C’est là un grave péril des démocraties ; ce n’est pas le seul. Il y a de plus en elles une certaine tendance à faire de la majorité numérique, constatée par le suffrage universel, le régulateur absolu, non-seulement du fait, mais du droit, un souverain irresponsable, dispensé même d’avoir raison, et qui ne doit compte à personne de ses décisions ni de ses actes.

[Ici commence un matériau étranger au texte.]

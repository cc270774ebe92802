//! Holiday sources.
//!
//! The evaluator only asks whether a given date is a holiday. Any
//! collection of dates works; [`NoHolidays`] stands for an empty one.

use std::collections::{BTreeSet, HashSet};
use std::hash::BuildHasher;

use chrono::NaiveDate;

/// A set of calendar dates on which the facility is closed all day.
pub trait HolidayCalendar {
    /// Whether `date` is a holiday.
    fn is_holiday(&self, date: NaiveDate) -> bool;
}

/// A calendar without holidays.
#[derive(Debug, Clone, Copy, Default, PartialEq, Eq)]
pub struct NoHolidays;

impl HolidayCalendar for NoHolidays {
    fn is_holiday(&self, _date: NaiveDate) -> bool {
        false
    }
}

impl<S: BuildHasher> HolidayCalendar for HashSet<NaiveDate, S> {
    fn is_holiday(&self, date: NaiveDate) -> bool {
        self.contains(&date)
    }
}

impl HolidayCalendar for BTreeSet<NaiveDate> {
    fn is_holiday(&self, date: NaiveDate) -> bool {
        self.contains(&date)
    }
}

impl HolidayCalendar for [NaiveDate] {
    fn is_holiday(&self, date: NaiveDate) -> bool {
        self.contains(&date)
    }
}

impl HolidayCalendar for Vec<NaiveDate> {
    fn is_holiday(&self, date: NaiveDate) -> bool {
        self.as_slice().is_holiday(date)
    }
}
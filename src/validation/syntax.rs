//! Syntactic check for the wider `opening_hours` grammar.
//!
//! Matches the full-language entry rule of the crate grammar and builds
//! nothing. It accepts constructs the structural parser rejects (years,
//! months, weeks, `PH`/`SH`, nth weekdays, sun events, open-ended times,
//! comments, fallback rules), so a string can be syntactically valid yet
//! not editable.
//!
//! # Grammar (simplified)
//!
//! ```text
//! schedule  := rule ( ( ';' | ',' | '||' ) rule )*
//! rule      := ( '24/7' | [years] [months] [weeks] [':'] [weekdays] [times] ) [modifier] [comment]
//! years     := YYYY [ '-' YYYY ] [ '/' n ] ( ',' ... )*
//! months    := Mon [dd] [ '-' ( Mon [dd] | dd ) ] ( ',' ... )*
//! weeks     := 'week' nn [ '-' nn ] [ '/' n ] ( ',' ... )*
//! weekdays  := ( Wd [ '-' Wd ] [ '[' nth ']' ] | 'PH' | 'SH' ) [ offset ] ( ',' ... )*
//! times     := span ( ',' span )*
//! span      := time ( '+' | '-' time [ '+' ] [ '/' period ] )?
//! time      := h[h][:mm] | event | '(' event ( '+' | '-' ) hh:mm ')'
//! modifier  := 'open' | 'closed' | 'off' | 'unknown'
//! ```

use pest::Parser;

use crate::grammar::{OHParser, Rule};

/// Whether `text` is a lexically and syntactically well-formed schedule.
///
/// # Examples
///
/// ```
/// use u_opening_hours::{is_syntactically_valid, parse};
///
/// // Legal, but outside what the editable model can represent.
/// assert!(is_syntactically_valid("2024 Mo-Fr 09:00-18:00"));
/// assert!(parse("2024 Mo-Fr 09:00-18:00").is_err());
///
/// assert!(!is_syntactically_valid("Mo-Fr 09:00-"));
/// ```
pub fn is_syntactically_valid(text: &str) -> bool {
    OHParser::parse(Rule::input_opening_hours, text).is_ok()
}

S’il ressort en effet une idée politique claire et saisissable des manifestes de l’école radicale, « c’est que la discussion doit cesser dès que l’organe de la souveraineté nationale a parlé, l’organe décisif, le nombre. — Le nombre, voilà l’instrument irrésistible de cette souveraineté ; par lui, elle renverse tout devant elle quand elle veut, et il arrive toujours une minute où elle veut. » On n’est pas éloigné d’appliquer au souverain collectif, le peuple, exprimé par le nombre, ce que le théoricien de l’absolutisme, Hobbes, disait du prince il y a deux siècles. Le despotisme se transpose ; mais au fond ses formules et ses procédés sont toujours les mêmes. « Le souverain n’est obligé envers personne. — Puisque toutes les lois sont faites par lui, elles ne sont pas faites pour lui, et il n’est pas tenu à leur obéir. — Comme toutes les disputes viennent de ce qu’on ne s’entend pas sur le tien et le mien, le souverain décidera seul sur le droit, et fera seul les lois civiles. » — Suppose-t-on que cette théorie absurde et dégradante du despotisme, qui nous révolte quand elle est édifiée en l’honneur d’un Stuart par un logicien courtisan, serait moins digne de mépris, si des dialecticiens funestes venaient à la relever parmi nous au profit du peuple ? C’est un des points sur lesquels il importe le plus de marquer avec précision les réserves que doit faire à cet égard la vraie démocratie.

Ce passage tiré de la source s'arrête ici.